Se le había ocurrido que escribir podría ser la mejor opción para dejar salir todo aquello que sentía de una manera sincera, pero sin correr el peligro de derrumbarse, pues las palabras que reflejaba en el papel parecían menos dañinas que las que salían de su boca. No podía evitar a la vez preguntarse qué sería de ella ¿Estaría pasando por lo mismo? Y si lo hacía ¿con que motivo? ¿Cuáles podrían ser las fuerzas que impulsan a una persona a clavarse un puñal en su propio corazón, salpicando al amado con su sangre? La casi inexistente lucidez que quedaba en la mente de él buscaba incansable las respuestas a esas preguntas, ya que durante largo tiempo fue capaz de comprender la de ella, hasta el punto de ver las cosas desde los mismos ojos de ella. Sin embargo esta última jugada le había descolocado. Le había posicionado en un jaque que él no había sido capaz de ver, y lo peor es que la estrategia para superar el golpe también se le escapaba. Lo había puesto todo de su parte pero no había sido suficiente, ya que todo dependía de ella. Recordaba aún con tristeza la última vez que se habían ido de viaje, y en el que había depositado toda la esperanza que le quedaba.

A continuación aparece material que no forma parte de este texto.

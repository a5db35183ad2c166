use std::collections::BTreeMap;

use tracing::debug;

use super::push_indexed;
use crate::context::{fan_out, UserContext};
use crate::error::{Error, Result, ResultExt};
use crate::http::HttpMethod;
use crate::model::{Domain, PhpVersion, RawDomain, RawDomainExtra, RawPhpVersions, Subdomain};
use crate::translate::{format_yes_no, number_from_str};
use crate::transport::{Endpoint, Form, LegacyEnvelope};

/// Fields `create` and `modify` both accept.
fn domain_form(domain: &Domain) -> Form {
    let raw = RawDomain::from(domain);
    Form::new()
        .with("domain", raw.domain)
        .with("ubandwidth", raw.bandwidth_quota)
        .with("uquota", raw.disk_quota)
        .with("cgi", raw.cgi_enabled)
        .with("php", raw.php_enabled)
        .with("ssl", raw.ssl_enabled)
}

fn additional_domains() -> Endpoint {
    Endpoint::new("API_ADDITIONAL_DOMAINS").query("bytes", "yes")
}

impl UserContext {
    pub fn add_domain_ip(&self, domain: &str, ip: &str, create_dns_records: bool) -> Result<()> {
        let form = Form::new()
            .with("action", "multi_ip")
            .with("add", "yes")
            .with("domain", domain)
            .with("ip", ip)
            .with("dns", format_yes_no(create_dns_records));
        self.legacy_action("DOMAIN", &form, "add IP to domain", "IP Added")
    }

    /// Fails if the domain is already hosted anywhere on the server.
    pub fn check_domain_exists(&self, domain: &str) -> Result<()> {
        self.check_object_exists(&[("type", "domain"), ("value", domain)])
    }

    /// Create `domain`, then each of its subdomains in order.
    pub fn create_domain(&self, domain: &Domain) -> Result<()> {
        self.legacy_action(
            Endpoint::new("API_DOMAIN").query("action", "create"),
            &domain_form(domain),
            "create domain",
            "Domain Created",
        )?;

        for subdomain in &domain.subdomains {
            self.create_subdomain(&Subdomain {
                domain: domain.domain.clone(),
                subdomain: subdomain.clone(),
                ..Subdomain::default()
            })
            .with_context(|| format!("created domain, but failed to create subdomain {subdomain}"))?;
        }

        if let Some(cache) = self.cache() {
            cache.store_domain(domain);
        }
        Ok(())
    }

    pub fn delete_domains(&self, delete_data: bool, domains: &[&str]) -> Result<()> {
        let mut form = Form::new()
            .with("delete", "yes")
            .with("confirmed", "yes")
            .with("delete_data_aware", "yes")
            .with("delete_data", format_yes_no(delete_data));
        push_indexed(&mut form, "select", domains.iter().copied());

        self.legacy_action(
            Endpoint::new("API_DOMAIN").query("action", "select"),
            &form,
            "delete domain",
            "Domain Deletion Results",
        )?;

        if let Some(cache) = self.cache() {
            for domain in domains {
                cache.remove_domain(domain);
            }
        }
        Ok(())
    }

    pub fn get_domain(&self, name: &str) -> Result<Domain> {
        if let Some(domain) = self.cache().and_then(|cache| cache.domain(name)) {
            return Ok(domain);
        }

        let mut raw_domains: BTreeMap<String, RawDomain> =
            self.call_legacy(HttpMethod::Get, additional_domains().query("domain", name), None)?;
        let raw = raw_domains.remove(name).ok_or(Error::NotFound("domain"))?;

        let domain = self.complete_domain(raw)?;
        if let Some(cache) = self.cache() {
            cache.store_domain(&domain);
        }
        Ok(domain)
    }

    /// Every domain with its detail. Uncached domains are fetched
    /// concurrently.
    pub fn get_domains(&self) -> Result<Vec<Domain>> {
        let raw_domains: BTreeMap<String, RawDomain> = self
            .call_legacy(HttpMethod::Get, additional_domains(), None)
            .context("failed to get domains")?;
        if raw_domains.is_empty() {
            return Err(Error::NotFound("domains"));
        }

        let mut domains = Vec::with_capacity(raw_domains.len());
        let mut pending = Vec::new();
        for raw in raw_domains.into_values() {
            match self.cache().and_then(|cache| cache.domain(&raw.domain)) {
                Some(cached) => domains.push(cached),
                None => pending.push(raw),
            }
        }
        debug!(cached = domains.len(), fetching = pending.len(), "loading domains");

        let fetched = fan_out(&pending, |raw| self.complete_domain(raw.clone()))?;
        if let Some(cache) = self.cache() {
            for domain in &fetched {
                cache.store_domain(domain);
            }
        }
        domains.extend(fetched);
        Ok(domains)
    }

    /// Fill in subdomains and the `action=view` detail.
    fn complete_domain(&self, mut raw: RawDomain) -> Result<Domain> {
        raw.subdomains = if number_from_str(&raw.subdomain_usage) != 0 {
            self.list_subdomains(&raw.domain)?
        } else {
            Vec::new()
        };

        let view = additional_domains()
            .query("action", "view")
            .query("domain", raw.domain.as_str());
        raw.extra = self.call_legacy::<RawDomainExtra>(HttpMethod::Get, view, None)?;
        Ok(raw.into())
    }

    pub fn list_domains(&self) -> Result<Vec<String>> {
        let domains: Option<Vec<String>> =
            self.call_legacy(HttpMethod::Get, "API_SHOW_DOMAINS?bytes=yes", None)?;
        Ok(domains.unwrap_or_default())
    }

    pub fn set_default_domain(&self, domain: &str) -> Result<()> {
        let form = Form::new().with("select0", domain).with("default", "yes");
        self.legacy_action(
            Endpoint::new("API_DOMAIN").query("action", "select"),
            &form,
            "set default domain",
            "Your default domain has been set",
        )
    }

    pub fn update_domain(&self, domain: &Domain) -> Result<()> {
        self.legacy_action(
            Endpoint::new("API_DOMAIN").query("action", "modify"),
            &domain_form(domain),
            "update domain",
            "The domain has been modified",
        )?;
        if let Some(cache) = self.cache() {
            cache.remove_domain(&domain.domain);
        }
        Ok(())
    }

    /// The panel reports this one in `result`, not `success`.
    pub fn create_subdomain(&self, subdomain: &Subdomain) -> Result<()> {
        let form = Form::new()
            .with("domain", subdomain.domain.as_str())
            .with("subdomain", subdomain.subdomain.as_str());
        let envelope: LegacyEnvelope = self.call_legacy(
            HttpMethod::Post,
            Endpoint::new("API_SUBDOMAINS").query("action", "create"),
            Some(&form),
        )?;
        envelope.expect_result("create subdomain", "Subdomain created")
    }

    pub fn delete_subdomains(&self, delete_data: bool, domain: &str, subdomains: &[&str]) -> Result<()> {
        let mut form = Form::new()
            .with("domain", domain)
            .with("contents", format_yes_no(delete_data));
        push_indexed(&mut form, "select", subdomains.iter().copied());
        self.legacy_action(
            Endpoint::new("API_SUBDOMAINS").query("action", "delete"),
            &form,
            "delete subdomain",
            "Domain Deletion Results",
        )
    }

    pub fn list_subdomains(&self, domain: &str) -> Result<Vec<String>> {
        let endpoint = Endpoint::new("API_SUBDOMAINS")
            .query("bytes", "yes")
            .query("domain", domain);
        let subdomains: Option<Vec<String>> = self.call_legacy(HttpMethod::Get, endpoint, None)?;
        Ok(subdomains.unwrap_or_default())
    }

    /// PHP versions `domain` can run, in slot order.
    pub fn get_php_versions(&self, domain: &str) -> Result<Vec<PhpVersion>> {
        let view = Endpoint::new("API_ADDITIONAL_DOMAINS")
            .query("domain", domain)
            .query("action", "view");
        let raw: RawPhpVersions = self
            .call_legacy(HttpMethod::Get, view, None)
            .context("failed to get PHP versions")?;
        Ok(raw.into_versions())
    }

    /// Switch `domain` to the slot `version_id` names (see [`PhpVersion::id`]).
    pub fn set_php_version(&self, domain: &str, version_id: &str) -> Result<()> {
        let form = Form::new()
            .with("action", "php_selector")
            .with("domain", domain)
            .with("php1_select", version_id)
            .with("save", "yes");
        self.legacy_action("API_DOMAIN", &form, "set PHP version", "PHP versions saved")
    }

    /// Point a subdomain's document root at `public_html`.
    pub fn update_subdomain_root(&self, subdomain: &Subdomain) -> Result<()> {
        let form = Form::new()
            .with("domain", subdomain.domain.as_str())
            .with("subdomain", subdomain.subdomain.as_str())
            .with("public_html", subdomain.public_html.as_str());
        self.legacy_action(
            Endpoint::new("SUBDOMAIN").query("action", "document_root_override"),
            &form,
            "update subdomain root",
            "Success",
        )
    }
}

También rememoraba con dolor las palabras con las que ella sentenció su destino, y que todavía hacen que su corazón se resquebraje y se le mojen las mejillas. “Los viajes no hacen milagros”. En aquel momento comprendió que lo había dado todo en la batalla, y que el sabor de los únicos frutos que recogería se parecería más al amargor de la soledad que a la dulzura de la reconciliación.